Assignment: The material below holds a span beginning at the line with "pub mod config;" and ending at the line with "use url::form_urlencoded;". Quote that span exactly, both ends included, and only that span.

[Start of section]

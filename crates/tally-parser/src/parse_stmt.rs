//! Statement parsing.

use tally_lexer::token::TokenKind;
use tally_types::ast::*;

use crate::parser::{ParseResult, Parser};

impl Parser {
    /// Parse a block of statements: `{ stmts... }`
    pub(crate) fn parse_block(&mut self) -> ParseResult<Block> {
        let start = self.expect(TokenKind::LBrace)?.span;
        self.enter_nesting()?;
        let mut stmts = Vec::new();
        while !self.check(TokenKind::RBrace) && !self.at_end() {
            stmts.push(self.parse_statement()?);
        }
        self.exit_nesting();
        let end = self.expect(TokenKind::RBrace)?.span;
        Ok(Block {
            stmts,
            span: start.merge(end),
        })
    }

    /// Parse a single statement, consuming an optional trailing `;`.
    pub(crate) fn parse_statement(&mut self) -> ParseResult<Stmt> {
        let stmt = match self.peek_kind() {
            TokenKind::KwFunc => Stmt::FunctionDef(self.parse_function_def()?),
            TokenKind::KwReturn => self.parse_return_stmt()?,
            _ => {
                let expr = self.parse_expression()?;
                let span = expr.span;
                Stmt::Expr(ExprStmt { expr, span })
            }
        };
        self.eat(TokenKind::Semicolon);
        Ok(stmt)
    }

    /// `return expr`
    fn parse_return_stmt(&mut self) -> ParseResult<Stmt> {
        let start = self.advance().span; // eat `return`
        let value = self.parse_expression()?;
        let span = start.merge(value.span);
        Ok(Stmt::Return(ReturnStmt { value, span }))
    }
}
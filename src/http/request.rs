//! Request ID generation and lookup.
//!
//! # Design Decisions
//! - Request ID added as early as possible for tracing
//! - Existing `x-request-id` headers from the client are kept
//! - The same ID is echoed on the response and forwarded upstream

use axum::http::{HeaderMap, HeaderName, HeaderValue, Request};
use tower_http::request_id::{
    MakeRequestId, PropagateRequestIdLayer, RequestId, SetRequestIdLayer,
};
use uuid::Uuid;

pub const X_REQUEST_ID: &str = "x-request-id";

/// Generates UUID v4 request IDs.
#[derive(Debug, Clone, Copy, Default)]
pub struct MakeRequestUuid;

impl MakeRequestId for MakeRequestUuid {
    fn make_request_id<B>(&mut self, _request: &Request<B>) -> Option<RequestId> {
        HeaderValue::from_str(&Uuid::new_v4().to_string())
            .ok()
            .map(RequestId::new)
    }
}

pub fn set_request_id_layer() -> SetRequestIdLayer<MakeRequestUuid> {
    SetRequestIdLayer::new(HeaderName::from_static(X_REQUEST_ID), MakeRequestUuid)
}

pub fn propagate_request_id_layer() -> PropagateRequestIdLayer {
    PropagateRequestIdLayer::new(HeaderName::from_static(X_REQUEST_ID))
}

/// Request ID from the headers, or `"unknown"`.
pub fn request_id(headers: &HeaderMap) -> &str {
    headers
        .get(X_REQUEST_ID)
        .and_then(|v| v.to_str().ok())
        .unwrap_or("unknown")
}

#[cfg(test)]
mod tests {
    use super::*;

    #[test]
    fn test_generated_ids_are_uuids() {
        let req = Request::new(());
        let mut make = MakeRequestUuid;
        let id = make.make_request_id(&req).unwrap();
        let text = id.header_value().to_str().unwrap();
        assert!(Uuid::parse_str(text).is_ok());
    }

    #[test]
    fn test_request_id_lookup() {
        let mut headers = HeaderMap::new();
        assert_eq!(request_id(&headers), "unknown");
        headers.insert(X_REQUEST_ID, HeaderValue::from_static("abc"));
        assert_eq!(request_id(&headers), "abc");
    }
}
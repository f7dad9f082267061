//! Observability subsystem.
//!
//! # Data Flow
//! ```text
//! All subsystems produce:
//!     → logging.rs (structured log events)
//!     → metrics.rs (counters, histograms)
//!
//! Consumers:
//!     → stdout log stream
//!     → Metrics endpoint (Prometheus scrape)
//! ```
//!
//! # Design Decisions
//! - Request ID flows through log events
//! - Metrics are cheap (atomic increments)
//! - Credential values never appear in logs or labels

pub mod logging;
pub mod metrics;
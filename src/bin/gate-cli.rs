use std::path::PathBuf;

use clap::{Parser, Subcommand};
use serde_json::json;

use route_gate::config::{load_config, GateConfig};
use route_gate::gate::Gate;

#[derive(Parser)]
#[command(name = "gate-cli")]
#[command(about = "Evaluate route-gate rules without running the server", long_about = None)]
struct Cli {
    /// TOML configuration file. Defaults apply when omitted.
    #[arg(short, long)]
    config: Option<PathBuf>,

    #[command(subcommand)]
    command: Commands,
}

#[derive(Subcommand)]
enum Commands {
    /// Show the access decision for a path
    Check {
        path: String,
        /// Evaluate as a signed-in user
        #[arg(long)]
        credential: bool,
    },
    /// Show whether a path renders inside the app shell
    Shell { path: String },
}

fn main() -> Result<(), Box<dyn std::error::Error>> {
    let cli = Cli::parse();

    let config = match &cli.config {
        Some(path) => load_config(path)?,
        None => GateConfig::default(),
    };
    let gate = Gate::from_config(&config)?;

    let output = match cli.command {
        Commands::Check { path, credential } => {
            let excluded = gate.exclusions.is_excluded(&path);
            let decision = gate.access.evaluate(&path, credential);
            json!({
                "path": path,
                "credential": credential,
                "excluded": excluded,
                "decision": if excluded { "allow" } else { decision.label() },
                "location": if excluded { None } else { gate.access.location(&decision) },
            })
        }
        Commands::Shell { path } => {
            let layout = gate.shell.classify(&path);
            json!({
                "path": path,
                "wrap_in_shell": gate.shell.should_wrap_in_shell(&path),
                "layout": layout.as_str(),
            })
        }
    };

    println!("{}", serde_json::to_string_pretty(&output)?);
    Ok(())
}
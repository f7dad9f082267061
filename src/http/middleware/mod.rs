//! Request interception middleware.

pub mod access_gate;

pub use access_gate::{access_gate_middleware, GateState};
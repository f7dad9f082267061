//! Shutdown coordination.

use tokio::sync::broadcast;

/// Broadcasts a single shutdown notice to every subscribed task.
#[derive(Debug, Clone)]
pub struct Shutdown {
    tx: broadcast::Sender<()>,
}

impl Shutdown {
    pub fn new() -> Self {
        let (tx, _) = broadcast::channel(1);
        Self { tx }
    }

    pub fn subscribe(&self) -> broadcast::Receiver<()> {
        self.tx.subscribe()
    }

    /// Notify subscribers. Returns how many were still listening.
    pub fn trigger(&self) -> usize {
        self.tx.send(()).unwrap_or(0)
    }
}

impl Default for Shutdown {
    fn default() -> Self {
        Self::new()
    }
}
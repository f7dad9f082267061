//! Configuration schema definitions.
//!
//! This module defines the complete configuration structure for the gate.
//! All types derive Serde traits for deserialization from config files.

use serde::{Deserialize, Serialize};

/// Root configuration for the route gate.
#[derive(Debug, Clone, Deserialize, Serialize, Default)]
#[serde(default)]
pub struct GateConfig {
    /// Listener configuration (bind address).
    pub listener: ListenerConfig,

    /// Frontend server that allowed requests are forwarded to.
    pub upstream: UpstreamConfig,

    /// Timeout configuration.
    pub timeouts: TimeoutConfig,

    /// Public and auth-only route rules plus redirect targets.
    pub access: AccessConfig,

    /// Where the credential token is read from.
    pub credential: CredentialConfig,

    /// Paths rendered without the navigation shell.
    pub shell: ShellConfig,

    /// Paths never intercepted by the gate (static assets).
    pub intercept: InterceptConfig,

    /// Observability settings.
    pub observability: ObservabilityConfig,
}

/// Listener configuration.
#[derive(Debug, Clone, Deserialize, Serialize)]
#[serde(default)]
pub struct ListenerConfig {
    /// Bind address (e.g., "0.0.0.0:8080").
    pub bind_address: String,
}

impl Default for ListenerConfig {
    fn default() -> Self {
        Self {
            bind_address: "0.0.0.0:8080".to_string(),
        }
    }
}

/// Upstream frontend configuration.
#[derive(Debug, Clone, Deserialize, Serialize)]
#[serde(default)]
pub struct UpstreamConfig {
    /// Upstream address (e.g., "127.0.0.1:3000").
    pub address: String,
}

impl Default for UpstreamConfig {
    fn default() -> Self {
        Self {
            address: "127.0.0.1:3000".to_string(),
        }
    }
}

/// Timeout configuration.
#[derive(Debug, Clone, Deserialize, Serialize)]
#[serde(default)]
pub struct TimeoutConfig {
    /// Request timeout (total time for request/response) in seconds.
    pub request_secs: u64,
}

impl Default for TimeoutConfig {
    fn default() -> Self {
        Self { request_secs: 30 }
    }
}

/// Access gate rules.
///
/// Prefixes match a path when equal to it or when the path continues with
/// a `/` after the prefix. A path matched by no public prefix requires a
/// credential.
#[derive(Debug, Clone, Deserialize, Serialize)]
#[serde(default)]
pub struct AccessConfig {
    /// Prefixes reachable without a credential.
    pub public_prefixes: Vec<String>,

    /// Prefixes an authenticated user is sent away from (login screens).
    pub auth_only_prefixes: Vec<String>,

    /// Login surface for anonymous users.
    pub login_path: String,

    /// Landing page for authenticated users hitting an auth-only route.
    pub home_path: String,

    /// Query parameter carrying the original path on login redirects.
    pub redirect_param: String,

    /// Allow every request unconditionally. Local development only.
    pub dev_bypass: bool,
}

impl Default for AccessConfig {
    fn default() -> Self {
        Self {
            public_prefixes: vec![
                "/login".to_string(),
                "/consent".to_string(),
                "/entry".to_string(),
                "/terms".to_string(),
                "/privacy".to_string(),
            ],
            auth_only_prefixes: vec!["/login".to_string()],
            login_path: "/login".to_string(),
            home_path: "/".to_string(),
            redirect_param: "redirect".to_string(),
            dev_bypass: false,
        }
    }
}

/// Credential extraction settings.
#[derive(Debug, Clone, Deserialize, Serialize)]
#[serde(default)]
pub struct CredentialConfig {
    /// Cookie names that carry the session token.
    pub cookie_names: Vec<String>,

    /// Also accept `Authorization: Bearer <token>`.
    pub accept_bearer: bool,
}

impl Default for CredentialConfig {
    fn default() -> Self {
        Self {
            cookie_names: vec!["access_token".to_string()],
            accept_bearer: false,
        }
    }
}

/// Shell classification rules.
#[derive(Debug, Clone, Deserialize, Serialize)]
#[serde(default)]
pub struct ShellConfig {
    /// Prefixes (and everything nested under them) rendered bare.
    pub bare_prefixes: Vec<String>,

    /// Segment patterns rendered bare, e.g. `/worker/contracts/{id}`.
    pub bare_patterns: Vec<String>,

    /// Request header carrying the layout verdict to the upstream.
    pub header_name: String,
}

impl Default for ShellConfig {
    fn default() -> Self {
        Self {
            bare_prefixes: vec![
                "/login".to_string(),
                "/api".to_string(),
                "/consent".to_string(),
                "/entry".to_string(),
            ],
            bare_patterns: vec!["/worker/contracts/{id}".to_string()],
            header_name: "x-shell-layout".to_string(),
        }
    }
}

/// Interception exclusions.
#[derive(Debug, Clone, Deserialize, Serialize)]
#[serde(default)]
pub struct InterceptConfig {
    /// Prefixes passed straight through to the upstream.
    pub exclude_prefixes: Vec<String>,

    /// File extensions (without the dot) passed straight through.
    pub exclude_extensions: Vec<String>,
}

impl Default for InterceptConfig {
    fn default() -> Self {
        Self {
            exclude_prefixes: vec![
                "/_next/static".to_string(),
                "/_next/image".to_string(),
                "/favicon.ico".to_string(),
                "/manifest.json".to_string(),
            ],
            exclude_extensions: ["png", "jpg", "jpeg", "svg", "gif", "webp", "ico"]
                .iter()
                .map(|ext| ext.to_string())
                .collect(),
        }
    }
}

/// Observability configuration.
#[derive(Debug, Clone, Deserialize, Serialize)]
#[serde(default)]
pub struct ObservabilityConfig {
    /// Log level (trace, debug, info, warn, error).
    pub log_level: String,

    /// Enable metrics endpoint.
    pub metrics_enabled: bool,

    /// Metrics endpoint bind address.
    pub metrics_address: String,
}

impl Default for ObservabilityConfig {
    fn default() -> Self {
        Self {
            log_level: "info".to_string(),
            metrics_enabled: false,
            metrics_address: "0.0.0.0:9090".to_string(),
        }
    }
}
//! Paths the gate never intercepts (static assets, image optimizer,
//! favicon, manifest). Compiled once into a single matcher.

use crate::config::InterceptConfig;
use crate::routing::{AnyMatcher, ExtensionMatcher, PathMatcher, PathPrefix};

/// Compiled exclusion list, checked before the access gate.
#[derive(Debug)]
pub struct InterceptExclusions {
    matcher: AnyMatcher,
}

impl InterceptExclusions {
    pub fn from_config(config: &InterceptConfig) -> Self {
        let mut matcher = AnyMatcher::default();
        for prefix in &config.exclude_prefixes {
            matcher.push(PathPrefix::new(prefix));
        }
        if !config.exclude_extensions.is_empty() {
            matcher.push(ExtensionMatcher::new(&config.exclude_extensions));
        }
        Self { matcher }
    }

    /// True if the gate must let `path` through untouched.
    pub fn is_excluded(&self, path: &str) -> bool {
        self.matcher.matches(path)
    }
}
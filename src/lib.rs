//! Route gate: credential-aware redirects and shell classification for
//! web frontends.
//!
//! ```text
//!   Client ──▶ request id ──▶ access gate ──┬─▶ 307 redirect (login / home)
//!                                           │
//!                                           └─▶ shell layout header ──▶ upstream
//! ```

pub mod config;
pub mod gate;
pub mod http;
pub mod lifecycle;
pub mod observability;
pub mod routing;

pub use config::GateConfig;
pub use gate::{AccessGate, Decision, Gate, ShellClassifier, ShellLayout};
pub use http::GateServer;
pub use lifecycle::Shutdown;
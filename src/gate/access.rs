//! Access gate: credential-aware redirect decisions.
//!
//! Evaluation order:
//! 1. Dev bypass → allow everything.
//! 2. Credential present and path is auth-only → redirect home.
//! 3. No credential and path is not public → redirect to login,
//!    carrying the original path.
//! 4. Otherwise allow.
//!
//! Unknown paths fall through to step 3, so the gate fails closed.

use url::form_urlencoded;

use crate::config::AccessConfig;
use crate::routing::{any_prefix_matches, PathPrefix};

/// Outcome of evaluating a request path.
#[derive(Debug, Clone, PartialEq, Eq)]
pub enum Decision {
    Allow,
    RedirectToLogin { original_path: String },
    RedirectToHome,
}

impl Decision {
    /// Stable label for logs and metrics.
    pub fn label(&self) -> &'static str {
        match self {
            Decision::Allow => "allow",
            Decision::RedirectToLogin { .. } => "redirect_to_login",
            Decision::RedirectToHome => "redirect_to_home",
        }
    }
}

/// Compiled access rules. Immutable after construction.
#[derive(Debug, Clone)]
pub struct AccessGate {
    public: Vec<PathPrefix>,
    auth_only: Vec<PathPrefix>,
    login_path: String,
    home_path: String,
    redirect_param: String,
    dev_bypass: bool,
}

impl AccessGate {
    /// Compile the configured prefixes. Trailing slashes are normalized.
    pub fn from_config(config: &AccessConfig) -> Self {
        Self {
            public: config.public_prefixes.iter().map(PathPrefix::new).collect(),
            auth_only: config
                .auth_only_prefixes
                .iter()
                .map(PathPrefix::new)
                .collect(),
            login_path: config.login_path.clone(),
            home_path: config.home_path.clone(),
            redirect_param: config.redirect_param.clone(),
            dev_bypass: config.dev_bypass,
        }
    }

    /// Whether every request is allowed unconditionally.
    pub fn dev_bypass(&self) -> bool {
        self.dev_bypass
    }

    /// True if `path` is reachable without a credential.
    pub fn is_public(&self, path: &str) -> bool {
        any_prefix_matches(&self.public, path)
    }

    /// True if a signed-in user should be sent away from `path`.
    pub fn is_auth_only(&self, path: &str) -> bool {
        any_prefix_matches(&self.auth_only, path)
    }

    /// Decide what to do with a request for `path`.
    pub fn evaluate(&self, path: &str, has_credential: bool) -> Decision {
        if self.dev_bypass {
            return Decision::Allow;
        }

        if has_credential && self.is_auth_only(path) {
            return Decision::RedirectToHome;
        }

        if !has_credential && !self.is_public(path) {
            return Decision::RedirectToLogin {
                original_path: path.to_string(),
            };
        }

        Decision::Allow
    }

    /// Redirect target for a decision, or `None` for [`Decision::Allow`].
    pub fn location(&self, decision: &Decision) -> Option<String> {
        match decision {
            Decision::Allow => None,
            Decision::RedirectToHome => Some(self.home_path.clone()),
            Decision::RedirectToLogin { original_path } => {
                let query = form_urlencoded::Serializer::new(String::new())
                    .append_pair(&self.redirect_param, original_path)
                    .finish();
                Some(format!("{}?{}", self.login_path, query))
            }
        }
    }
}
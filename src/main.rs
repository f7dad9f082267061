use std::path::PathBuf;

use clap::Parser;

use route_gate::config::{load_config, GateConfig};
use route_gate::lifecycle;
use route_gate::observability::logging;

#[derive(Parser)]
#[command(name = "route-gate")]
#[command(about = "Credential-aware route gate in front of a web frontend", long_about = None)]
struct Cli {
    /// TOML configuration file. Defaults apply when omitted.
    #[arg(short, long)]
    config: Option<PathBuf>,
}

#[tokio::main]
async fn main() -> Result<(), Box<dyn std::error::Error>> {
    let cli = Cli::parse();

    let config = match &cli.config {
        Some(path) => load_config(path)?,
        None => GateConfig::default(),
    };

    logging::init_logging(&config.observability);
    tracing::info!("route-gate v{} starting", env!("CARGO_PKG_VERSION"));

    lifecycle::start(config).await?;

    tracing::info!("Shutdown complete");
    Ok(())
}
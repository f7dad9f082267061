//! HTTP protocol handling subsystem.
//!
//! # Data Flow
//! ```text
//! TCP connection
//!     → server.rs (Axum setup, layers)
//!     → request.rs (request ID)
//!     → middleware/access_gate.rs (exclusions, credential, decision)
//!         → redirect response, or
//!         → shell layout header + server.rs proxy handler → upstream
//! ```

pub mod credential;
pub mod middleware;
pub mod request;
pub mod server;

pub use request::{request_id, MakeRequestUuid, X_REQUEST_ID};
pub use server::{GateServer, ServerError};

[End of section]

Output below:
pub mod config;
pub mod gate;
pub mod http;
pub mod lifecycle;
pub mod observability;
pub mod routing;

pub use config::GateConfig;
pub use gate::{AccessGate, Decision, Gate, ShellClassifier, ShellLayout};
pub use http::GateServer;
pub use lifecycle::Shutdown;
filename src/gate/access.rs
//! Access gate: credential-aware redirect decisions.
//!
//! Evaluation order:
//! 1. Dev bypass → allow everything.
//! 2. Credential present and path is auth-only → redirect home.
//! 3. No credential and path is not public → redirect to login,
//!    carrying the original path.
//! 4. Otherwise allow.
//!
//! Unknown paths fall through to step 3, so the gate fails closed.

use url::form_urlencoded;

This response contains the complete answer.